At the end, we all came to the same conclusion. As long as it’s important for the storytelling, and you’re not doing anything completely wrong, you’re safe, and that’s where we played. We did a lot of research, and we [captured] a lot of details that take you directly to Spain. I showed the movie to a few Spaniards, and we did a presentation in Spain, and people are always in awe with the details—like, “Oh, my God! The license plates, the statues, this place and that place, I recognize that.” People were starting to connect to them, and I think that’s the important part.
We tried to be as true as we could with the landmarks, and the way that people looked or dressed.
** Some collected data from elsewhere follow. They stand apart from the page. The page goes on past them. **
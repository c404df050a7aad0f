use clap::Parser;
use monitor::runtime::{boot, run};

/// Container log monitor: polls local and remote Docker hosts, dedups
/// recurring errors, and pushes aggregated error context to
/// notification channels.
#[derive(Parser, Debug)]
#[command(name = "monitor", version)]
struct Cli {
    /// Path to the TOML configuration file
    #[arg(long, default_value = "config.toml")]
    config: String,

    /// Write a default configuration file and exit
    #[arg(long)]
    setup: bool,
}

#[tokio::main]
async fn main() -> Result<(), Box<dyn std::error::Error>> {
    let cli = Cli::parse();
    boot::init_logging();

    if cli.setup {
        return boot::setup(&cli.config);
    }

    let app = boot::boot(&cli.config).await?;
    run::run(app).await;
    Ok(())
}
//! Multi-host fan-out scheduler.
//!
//! One task per (source, container) pair per cycle, gated by a
//! semaphore of `min(source_count, 5)` permits so a slow host cannot
//! monopolise the cycle or exhaust the connection pool. Task failures
//! are isolated: a panicking or aborted task loses only its own
//! results.

use std::sync::Arc;

use chrono::{DateTime, Utc};
use tokio::sync::Semaphore;
use tokio::task::JoinSet;
use tracing::error;

use crate::engine::MonitorEngine;
use crate::event::ErrorEvent;

/// Upper bound on concurrent per-container tasks.
const MAX_WORKERS: usize = 5;

pub struct Scheduler {
    engines: Vec<Arc<MonitorEngine>>,
    max_workers: usize,
}

impl Scheduler {
    pub fn new(engines: Vec<Arc<MonitorEngine>>) -> Self {
        let max_workers = engines.len().clamp(1, MAX_WORKERS);
        Self {
            engines,
            max_workers,
        }
    }

    pub fn is_empty(&self) -> bool {
        self.engines.is_empty()
    }

    pub fn source_count(&self) -> usize {
        self.engines.len()
    }

    /// Poll every (source, container) pair once and merge the resulting
    /// events into one flat list. Order across containers is not
    /// meaningful.
    pub async fn run_cycle(&self) -> Vec<ErrorEvent> {
        if self.engines.is_empty() {
            return Vec::new();
        }

        let semaphore = Arc::new(Semaphore::new(self.max_workers));
        let mut tasks: JoinSet<Vec<ErrorEvent>> = JoinSet::new();

        for engine in &self.engines {
            let containers = engine.monitored_containers().await;
            for container in containers {
                let engine = Arc::clone(engine);
                let semaphore = Arc::clone(&semaphore);
                tasks.spawn(async move {
                    let _permit = match semaphore.acquire_owned().await {
                        Ok(permit) => permit,
                        Err(_) => return Vec::new(),
                    };
                    engine.process_container(&container).await
                });
            }
        }

        let mut events = Vec::new();
        while let Some(joined) = tasks.join_next().await {
            match joined {
                Ok(task_events) => events.extend(task_events),
                // A failed task loses only its own (source, container)
                // pair for this cycle.
                Err(e) => error!(error = %e, "container monitor task failed"),
            }
        }
        events
    }

    /// Sweep every engine's dedup table.
    pub fn cleanup(
        &self,
        now: DateTime<Utc>,
        window: chrono::Duration,
        max_entries: usize,
    ) -> usize {
        self.engines
            .iter()
            .map(|engine| engine.cleanup(now, window, max_entries))
            .sum()
    }
}

#[cfg(test)]
mod tests {
    use super::*;
    use crate::conf::MonitorConfig;
    use crate::engine::{EngineSettings, MonitorEngine};
    use crate::engine::filter::FilterPipeline;
    use crate::source::LogSource;

    fn engine(label: &str) -> Arc<MonitorEngine> {
        let config = MonitorConfig::default();
        Arc::new(MonitorEngine::new(
            LogSource::detached_scoped(label),
            Arc::new(FilterPipeline::new(&config)),
            EngineSettings::from_config(&config),
        ))
    }

    #[test]
    fn test_worker_bound() {
        assert_eq!(Scheduler::new(vec![engine("a")]).max_workers, 1);
        assert_eq!(
            Scheduler::new((0..3).map(|i| engine(&format!("s{i}"))).collect()).max_workers,
            3
        );
        assert_eq!(
            Scheduler::new((0..12).map(|i| engine(&format!("s{i}"))).collect()).max_workers,
            5
        );
    }

    #[tokio::test]
    async fn test_empty_scheduler_yields_no_events() {
        let scheduler = Scheduler::new(Vec::new());
        assert!(scheduler.run_cycle().await.is_empty());
    }

    #[tokio::test]
    async fn test_detached_sources_yield_no_events() {
        // Detached sources list no containers; the cycle must still
        // complete cleanly.
        let scheduler = Scheduler::new(vec![engine("a"), engine("b")]);
        assert!(scheduler.run_cycle().await.is_empty());
    }

    #[tokio::test]
    async fn test_failing_host_does_not_block_others() {
        let config = MonitorConfig::default();
        let filter = Arc::new(FilterPipeline::new(&config));
        let settings = EngineSettings::from_config(&config);

        // One host whose fetches fail mid-cycle, one healthy host
        // crossing the threshold in the same cycle.
        let failing = Arc::new(MonitorEngine::new(
            LogSource::detached_failing("prod-eu"),
            Arc::clone(&filter),
            settings.clone(),
        ));
        let healthy = Arc::new(MonitorEngine::new(
            LogSource::detached_serving(
                "local",
                vec!["api".to_string()],
                vec!["2024-01-01T00:00:00Z ERROR db down".to_string(); 3],
            ),
            filter,
            settings,
        ));

        let scheduler = Scheduler::new(vec![failing, healthy]);
        let events = scheduler.run_cycle().await;

        assert_eq!(events.len(), 1);
        assert_eq!(events[0].container, "api");
        assert_eq!(events[0].count, 3);
    }
}
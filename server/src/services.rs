pub mod buildservice;
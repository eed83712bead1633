use crate::error;
use crate::job::{Job, JobUpdate};
use crate::types::{JobId, LogLine};
use tokio::sync::{mpsc, oneshot};

#[derive(Debug)]
pub enum StoreMessage {
    Create {
        job_id: JobId,
        response: oneshot::Sender<error::Result<Job>>,
    },
    Get {
        job_id: JobId,
        response: oneshot::Sender<error::Result<Job>>,
    },
    Update {
        job_id: JobId,
        update: JobUpdate,
        response: oneshot::Sender<error::Result<()>>,
    },
    Subscribe {
        job_id: JobId,
        response: oneshot::Sender<error::Result<mpsc::UnboundedReceiver<LogLine>>>,
    },
}
use axum::body::Body;
use axum::extract::{Path, State};
use axum::http::{header, HeaderValue, StatusCode};
use axum::response::{IntoResponse, Response};
use axum::routing::{get, post};
use axum::{Json, Router};
use buildlib::error::Error as StoreError;
use buildlib::types::JobId;
use buildlib::{BuildPipeline, Job, JobStatus};
use bytes::Bytes;
use serde::{Deserialize, Serialize};
use serde_json::{Map, Value};
use std::convert::Infallible;
use tokio_stream::wrappers::UnboundedReceiverStream;
use tokio_stream::StreamExt;
use tokio_util::io::ReaderStream;
use tower_http::trace::{DefaultMakeSpan, DefaultOnResponse, TraceLayer};
use tracing::{error, info, Level};
use uuid::Uuid;

#[derive(Clone)]
pub struct AppState {
    pipeline: BuildPipeline,
}

impl AppState {
    pub fn new(pipeline: BuildPipeline) -> Self {
        Self { pipeline }
    }
}

#[derive(Debug, Deserialize)]
pub struct BuildRequest {
    pub platform: String,
    #[serde(default)]
    pub config: Map<String, Value>,
}

#[derive(Debug, Serialize)]
#[serde(rename_all = "camelCase")]
pub struct BuildResponse {
    pub job_id: JobId,
}

#[derive(Serialize)]
struct ErrorResponse {
    error: String,
}

#[derive(thiserror::Error, Debug)]
pub enum ApiError {
    #[error("Invalid job id: {0}")]
    InvalidId(String),
    #[error("Job not found: {0}")]
    NotFound(JobId),
    #[error("Artifact for job {0} is not ready")]
    NotReady(JobId),
    #[error("{0}")]
    Internal(String),
}

impl From<StoreError> for ApiError {
    fn from(err: StoreError) -> Self {
        match err {
            StoreError::NotFound(job_id) => ApiError::NotFound(job_id),
            other => ApiError::Internal(other.to_string()),
        }
    }
}

impl IntoResponse for ApiError {
    fn into_response(self) -> Response {
        let status = match &self {
            ApiError::InvalidId(_) => StatusCode::BAD_REQUEST,
            ApiError::NotFound(_) | ApiError::NotReady(_) => StatusCode::NOT_FOUND,
            ApiError::Internal(_) => StatusCode::INTERNAL_SERVER_ERROR,
        };
        if status == StatusCode::INTERNAL_SERVER_ERROR {
            error!(error = %self, "request failed");
        }
        let body = ErrorResponse {
            error: self.to_string(),
        };
        (status, Json(body)).into_response()
    }
}

pub fn router(state: AppState) -> Router {
    let trace_layer = TraceLayer::new_for_http()
        .make_span_with(DefaultMakeSpan::new().level(Level::INFO))
        .on_response(DefaultOnResponse::new().level(Level::INFO));

    Router::new()
        .route("/health", get(health))
        .route("/build", post(start_build))
        .route("/job/{id}", get(job_status))
        .route("/job/{id}/logs", get(stream_logs))
        .route("/download/{id}", get(download))
        .layer(trace_layer)
        .with_state(state)
}

async fn health() -> &'static str {
    "ok"
}

#[tracing::instrument(skip_all)]
async fn start_build(
    State(state): State<AppState>,
    Json(request): Json<BuildRequest>,
) -> Result<Json<BuildResponse>, ApiError> {
    let job_id = state
        .pipeline
        .submit(request.platform, Value::Object(request.config))
        .await?;
    info!(%job_id, "build accepted");
    Ok(Json(BuildResponse { job_id }))
}

#[tracing::instrument(skip(state))]
async fn job_status(
    State(state): State<AppState>,
    Path(id): Path<String>,
) -> Result<Json<Job>, ApiError> {
    let job_id = parse_id(&id)?;
    let job = state.pipeline.store().get(job_id).await?;
    Ok(Json(job))
}

/// Replay the job's log and keep following it until the job finishes.
#[tracing::instrument(skip(state))]
async fn stream_logs(
    State(state): State<AppState>,
    Path(id): Path<String>,
) -> Result<Response, ApiError> {
    let job_id = parse_id(&id)?;
    let lines = state.pipeline.store().subscribe(job_id).await?;
    let body = UnboundedReceiverStream::new(lines)
        .map(|line| Ok::<_, Infallible>(Bytes::from(line + "\n")));
    Ok((
        [(header::CONTENT_TYPE, "text/plain; charset=utf-8")],
        Body::from_stream(body),
    )
        .into_response())
}

#[tracing::instrument(skip(state))]
async fn download(
    State(state): State<AppState>,
    Path(id): Path<String>,
) -> Result<Response, ApiError> {
    let job_id = parse_id(&id)?;
    let job = state.pipeline.store().get(job_id).await?;
    let file_path = match (job.status, job.file_path) {
        (JobStatus::Completed, Some(file_path)) => file_path,
        _ => return Err(ApiError::NotReady(job_id)),
    };

    let file = tokio::fs::File::open(&file_path).await.map_err(|err| {
        ApiError::Internal(format!("cannot open {}: {}", file_path.display(), err))
    })?;
    let length = file.metadata().await.map(|meta| meta.len()).ok();
    let file_name = file_path
        .file_name()
        .map(|name| name.to_string_lossy().into_owned())
        .unwrap_or_else(|| "artifact".to_string());

    let mut response = Body::from_stream(ReaderStream::new(file)).into_response();
    let headers = response.headers_mut();
    headers.insert(
        header::CONTENT_TYPE,
        HeaderValue::from_static("application/octet-stream"),
    );
    let disposition = format!("attachment; filename=\"{}\"", file_name.replace('"', ""));
    if let Ok(disposition) = HeaderValue::from_str(&disposition) {
        headers.insert(header::CONTENT_DISPOSITION, disposition);
    }
    if let Some(length) = length {
        headers.insert(header::CONTENT_LENGTH, length.into());
    }
    Ok(response)
}

fn parse_id(id: &str) -> Result<JobId, ApiError> {
    Uuid::parse_str(id).map_err(|_| ApiError::InvalidId(id.to_string()))
}
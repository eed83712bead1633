use std::path::{Path, PathBuf};
use std::time::SystemTime;
use tokio::fs;
use tracing::debug;

/// File name suffixes of the desktop packages the build tool produces.
pub const ARTIFACT_SUFFIXES: [&str; 4] = [".dmg", ".exe", ".AppImage", ".deb"];

pub fn is_artifact(file_name: &str) -> bool {
    ARTIFACT_SUFFIXES
        .iter()
        .any(|suffix| file_name.ends_with(suffix))
}

/// Find the package file in `dir`.
///
/// Only regular files whose name carries one of [`ARTIFACT_SUFFIXES`] are candidates. When
/// several match, the most recently modified one wins and ties go to the smallest file name, so
/// the answer never depends on directory listing order. An unreadable directory resolves to
/// `None`, the same as an empty one.
pub async fn resolve_artifact(dir: &Path) -> Option<PathBuf> {
    let mut entries = match fs::read_dir(dir).await {
        Ok(entries) => entries,
        Err(err) => {
            debug!(dir = %dir.display(), error = %err, "cannot list output directory");
            return None;
        }
    };

    let mut best: Option<(SystemTime, String, PathBuf)> = None;
    while let Ok(Some(entry)) = entries.next_entry().await {
        let name = entry.file_name().to_string_lossy().into_owned();
        if !is_artifact(&name) {
            continue;
        }
        let metadata = match entry.metadata().await {
            Ok(metadata) if metadata.is_file() => metadata,
            _ => continue,
        };
        let modified = metadata.modified().unwrap_or(SystemTime::UNIX_EPOCH);
        let better = match &best {
            None => true,
            Some((best_modified, best_name, _)) => {
                modified > *best_modified || (modified == *best_modified && name < *best_name)
            }
        };
        if better {
            best = Some((modified, name, entry.path()));
        }
    }
    best.map(|(_, _, path)| path)
}

#[cfg(test)]
mod tests {
    use super::*;
    use std::fs::{self as stdfs, File, FileTimes};
    use std::time::Duration;
    use tempfile::tempdir;

    fn touch(dir: &Path, name: &str, modified: SystemTime) {
        let file = File::create(dir.join(name)).unwrap();
        file.set_times(FileTimes::new().set_modified(modified)).unwrap();
    }

    #[test]
    fn suffix_matching_is_exact() {
        assert!(is_artifact("app-1.0.0.dmg"));
        assert!(is_artifact("App Setup 1.0.0.exe"));
        assert!(is_artifact("app-1.0.0.AppImage"));
        assert!(is_artifact("app_1.0.0_amd64.deb"));
        assert!(!is_artifact("app-1.0.0.appimage"));
        assert!(!is_artifact("app-1.0.0.dmg.blockmap"));
        assert!(!is_artifact("latest-mac.yml"));
    }

    #[tokio::test]
    async fn finds_dmg_among_other_files() {
        let dist = tempdir().unwrap();
        let now = SystemTime::now();
        touch(dist.path(), "builder-debug.yml", now);
        touch(dist.path(), "app-1.0.0.dmg", now);
        touch(dist.path(), "app-1.0.0.dmg.blockmap", now);
        stdfs::create_dir(dist.path().join("mac")).unwrap();

        let found = resolve_artifact(dist.path()).await;
        assert_eq!(found, Some(dist.path().join("app-1.0.0.dmg")));
    }

    #[tokio::test]
    async fn nothing_recognised_is_not_found() {
        let dist = tempdir().unwrap();
        touch(dist.path(), "latest.yml", SystemTime::now());
        touch(dist.path(), "app.zip", SystemTime::now());
        assert_eq!(resolve_artifact(dist.path()).await, None);
    }

    #[tokio::test]
    async fn missing_directory_is_not_found() {
        let root = tempdir().unwrap();
        assert_eq!(resolve_artifact(&root.path().join("dist")).await, None);
    }

    #[tokio::test]
    async fn directories_with_artifact_names_are_skipped() {
        let dist = tempdir().unwrap();
        stdfs::create_dir(dist.path().join("weird.deb")).unwrap();
        assert_eq!(resolve_artifact(dist.path()).await, None);
    }

    #[tokio::test]
    async fn newest_artifact_wins() {
        let dist = tempdir().unwrap();
        let older = SystemTime::now() - Duration::from_secs(3600);
        touch(dist.path(), "app-0.9.0.dmg", older);
        touch(dist.path(), "app-1.0.0.dmg", SystemTime::now());
        assert_eq!(
            resolve_artifact(dist.path()).await,
            Some(dist.path().join("app-1.0.0.dmg"))
        );
    }

    #[tokio::test]
    async fn equal_times_break_ties_by_name() {
        let dist = tempdir().unwrap();
        let at = SystemTime::UNIX_EPOCH + Duration::from_secs(1_700_000_000);
        touch(dist.path(), "b.deb", at);
        touch(dist.path(), "a.AppImage", at);
        assert_eq!(
            resolve_artifact(dist.path()).await,
            Some(dist.path().join("a.AppImage"))
        );
    }
}
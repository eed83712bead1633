mod actor;
mod messages;

use self::{
    actor::JobStore,
    messages::StoreMessage::{self, Create, Get, Subscribe, Update},
};
use crate::error::{self, Error};
use crate::job::{Job, JobUpdate};
use crate::types::{JobId, LogLine};
use std::path::PathBuf;
use tokio::sync::{mpsc, oneshot};

/// A `JobStore` which owns every job record and applies updates to them one at a time.
///
/// This struct is actually an actor handle, the real work is done in the actor spawned by
/// `JobStoreHandle::spawn`. The handle can be cloned freely across tasks without an
/// `Arc<Mutex>`: the job map lives inside the actor and is only ever touched by it, so a write
/// that has been acknowledged is visible to every read sent after it.
///
/// The map is populated on demand and only dropped when every handle is gone. Finished jobs are
/// never evicted, so memory grows with the number of builds served by the process.
#[derive(Clone)]
pub struct JobStoreHandle {
    sender: mpsc::Sender<StoreMessage>,
}

impl JobStoreHandle {
    /// Spawn a new store.
    ///
    /// Specify the capacity for the store's message queue. This limits the build-up of inbound
    /// messages.
    pub fn spawn(message_capacity: usize) -> Self {
        let (sender, receiver) = mpsc::channel(message_capacity);
        JobStore::spawn(receiver);
        Self { sender }
    }

    /// Create a new job in the `initializing` state. Fails if the id is taken.
    pub async fn create(&self, job_id: JobId) -> error::Result<Job> {
        self.request(|response| Create { job_id, response }).await
    }

    /// Get a snapshot of a job.
    pub async fn get(&self, job_id: JobId) -> error::Result<Job> {
        self.request(|response| Get { job_id, response }).await
    }

    pub async fn update(&self, job_id: JobId, update: JobUpdate) -> error::Result<()> {
        self.request(|response| Update {
            job_id,
            update,
            response,
        })
        .await
    }

    pub async fn mark_building(&self, job_id: JobId) -> error::Result<()> {
        self.update(job_id, JobUpdate::Building).await
    }

    pub async fn set_progress(&self, job_id: JobId, progress: u8) -> error::Result<()> {
        self.update(job_id, JobUpdate::Progress(progress)).await
    }

    pub async fn append_log(&self, job_id: JobId, line: impl Into<LogLine>) -> error::Result<()> {
        self.update(job_id, JobUpdate::Log(line.into())).await
    }

    pub async fn complete(&self, job_id: JobId, file_path: PathBuf) -> error::Result<()> {
        self.update(job_id, JobUpdate::Complete { file_path }).await
    }

    pub async fn fail(&self, job_id: JobId, message: impl Into<String>) -> error::Result<()> {
        self.update(
            job_id,
            JobUpdate::Fail {
                message: message.into(),
            },
        )
        .await
    }

    /// Follow a job's log: every line so far, then new lines until the job finishes.
    pub async fn subscribe(
        &self,
        job_id: JobId,
    ) -> error::Result<mpsc::UnboundedReceiver<LogLine>> {
        self.request(|response| Subscribe { job_id, response }).await
    }

    async fn request<T>(
        &self,
        message: impl FnOnce(oneshot::Sender<error::Result<T>>) -> StoreMessage,
    ) -> error::Result<T> {
        let (tx, rx) = oneshot::channel();
        self.sender
            .send(message(tx))
            .await
            .map_err(|_| Error::StoreClosed)?;
        rx.await.map_err(|_| Error::StoreClosed)?
    }
}
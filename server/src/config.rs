use buildlib::types::Envs;
use buildlib::PipelineConfig;
use clap::Parser;
use std::{net::SocketAddr, path::PathBuf};

/// Serve desktop app packaging jobs over HTTP
#[derive(Clone, Debug, Parser)]
#[command(name = "packager-server", version)]
pub struct Settings {
    /// Address to listen on
    #[arg(long, env = "PACKAGER_LISTEN", default_value = "127.0.0.1:3000")]
    pub listen: SocketAddr,

    /// Template project copied into every build workspace
    #[arg(long, env = "PACKAGER_TEMPLATE_DIR", default_value = "template")]
    pub template_dir: PathBuf,

    /// Directory holding one workspace per job
    #[arg(long, env = "PACKAGER_WORKSPACE_ROOT", default_value = "builds")]
    pub workspace_root: PathBuf,

    /// Where the request's config lands, relative to the workspace
    #[arg(long, env = "PACKAGER_DATA_FILE", default_value = "src/data/config.json")]
    pub data_file: PathBuf,

    /// Mirror for Electron binary downloads, passed to every build command
    #[arg(long, env = "ELECTRON_MIRROR")]
    pub electron_mirror: Option<String>,

    /// Mirror for electron-builder tool downloads, passed to every build command
    #[arg(long, env = "ELECTRON_BUILDER_BINARIES_MIRROR")]
    pub builder_binaries_mirror: Option<String>,

    /// Capacity of the job store's message queue
    #[arg(long, env = "PACKAGER_QUEUE_CAPACITY", default_value_t = 1024)]
    pub queue_capacity: usize,

    /// Emit logs as JSON lines
    #[arg(long, env = "PACKAGER_LOG_JSON")]
    pub log_json: bool,
}

impl Settings {
    /// Extra environment for spawned build commands.
    pub fn mirror_envs(&self) -> Envs {
        [
            ("ELECTRON_MIRROR", &self.electron_mirror),
            ("ELECTRON_BUILDER_BINARIES_MIRROR", &self.builder_binaries_mirror),
        ]
        .into_iter()
        .filter_map(|(key, val)| val.as_ref().map(|val| (key.to_string(), val.clone())))
        .collect()
    }

    pub fn pipeline_config(&self) -> PipelineConfig {
        let mut config = PipelineConfig::new(&self.template_dir, &self.workspace_root);
        config.data_file = self.data_file.clone();
        config
    }
}
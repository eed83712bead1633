mod actor;
mod messages;
use crate::types::LogLine;
use actor::Actor;
use messages::Message;

use tokio::sync::mpsc::{self, UnboundedReceiver, UnboundedSender};

/// A `Broadcaster` which replays a job's log lines to subscribers and then follows new lines
/// until the job's log is closed.
///
/// This struct is actually an actor handle. The real work is done in the actor spawned by
/// `BroadcasterHandle::spawn`.
#[derive(Clone)]
pub struct BroadcasterHandle {
    sender: mpsc::UnboundedSender<Message>,
}

impl BroadcasterHandle {
    pub fn spawn(log_rx: UnboundedReceiver<LogLine>) -> Self {
        let (sender, inbox) = mpsc::unbounded_channel();
        Actor::spawn(inbox, log_rx);
        Self { sender }
    }

    pub fn subscribe(&self, subscriber: UnboundedSender<LogLine>) {
        let _ = self.sender.send(Message::Subscribe { subscriber });
    }
}

#[cfg(test)]
mod tests {
    use super::*;

    #[tokio::test]
    async fn late_subscriber_gets_backlog_then_live_lines() {
        let (log_tx, log_rx) = mpsc::unbounded_channel();
        let broadcaster = BroadcasterHandle::spawn(log_rx);
        log_tx.send("first".to_string()).unwrap();
        log_tx.send("second".to_string()).unwrap();

        let (sub_tx, mut sub_rx) = mpsc::unbounded_channel();
        broadcaster.subscribe(sub_tx);
        log_tx.send("third".to_string()).unwrap();
        drop(log_tx);

        let mut received = vec![];
        while let Some(line) = sub_rx.recv().await {
            received.push(line);
        }
        assert_eq!(received, vec!["first", "second", "third"]);
    }

    #[tokio::test]
    async fn subscriber_after_close_gets_backlog_only() {
        let (log_tx, log_rx) = mpsc::unbounded_channel();
        let broadcaster = BroadcasterHandle::spawn(log_rx);
        log_tx.send("only".to_string()).unwrap();
        drop(log_tx);
        tokio::task::yield_now().await;

        let (sub_tx, mut sub_rx) = mpsc::unbounded_channel();
        broadcaster.subscribe(sub_tx);
        assert_eq!(sub_rx.recv().await.as_deref(), Some("only"));
        assert_eq!(sub_rx.recv().await, None);
    }
}
mod config;
mod services;
mod telemetry;

use buildlib::{BuildPipeline, JobStore, ProcessRunner};
use clap::Parser;
use config::Settings;
use services::buildservice::{router, AppState};
use std::sync::Arc;
use tokio::net::TcpListener;
use tracing::{info, warn};

#[tokio::main]
async fn main() -> Result<(), Box<dyn std::error::Error>> {
    let settings = Settings::parse();
    telemetry::init_tracing(settings.log_json);
    serve(settings).await
}

async fn serve(settings: Settings) -> Result<(), Box<dyn std::error::Error>> {
    tokio::fs::create_dir_all(&settings.workspace_root).await?;
    if !settings.template_dir.is_dir() {
        // jobs will fail individually until the template shows up
        warn!(template_dir = %settings.template_dir.display(), "template directory missing");
    }

    let runner = ProcessRunner::new(settings.mirror_envs());
    let pipeline = BuildPipeline::new(
        JobStore::spawn(settings.queue_capacity),
        Arc::new(runner),
        settings.pipeline_config(),
    );
    let app = router(AppState::new(pipeline));

    let listener = TcpListener::bind(settings.listen).await?;
    info!(addr = %listener.local_addr()?, "listening");
    axum::serve(listener, app)
        .with_graceful_shutdown(shutdown_signal())
        .await?;
    info!("server stopped");
    Ok(())
}

async fn shutdown_signal() {
    if let Err(err) = tokio::signal::ctrl_c().await {
        warn!(error = %err, "cannot listen for ctrl-c");
        futures::future::pending::<()>().await;
    }
}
We tried to be as close as we could to that kind of sentiment. I think in the end, if you know Spain, or if you’ve been to Spain, you probably will see yourself in that world. That’s what I wanted people to take out of it.
Which were the most difficult sequences to create for this film?
From a production standpoint, in terms of planning and execution, I would say that the dance-off was one of the toughest ones. I didn’t learn my lesson on Rio, because it was always hard. It ended up being one of the last sequences that we did, so that was fairly tough, to get the animation, the choreography, and all the elements together there. That was a very complex one—we were working on that sequence until the very last minute.
Also, the third act is just massive—it’s a combination of the crowds in the stadium, the crowds in the city, and all those elements to manage production-wise was quite a beast. I think those were the hardest sequences for the production pipeline to crack. If there were any changes in those sequences, it would require so many layers of departments to have to pull together and solve it, that those were like monsters.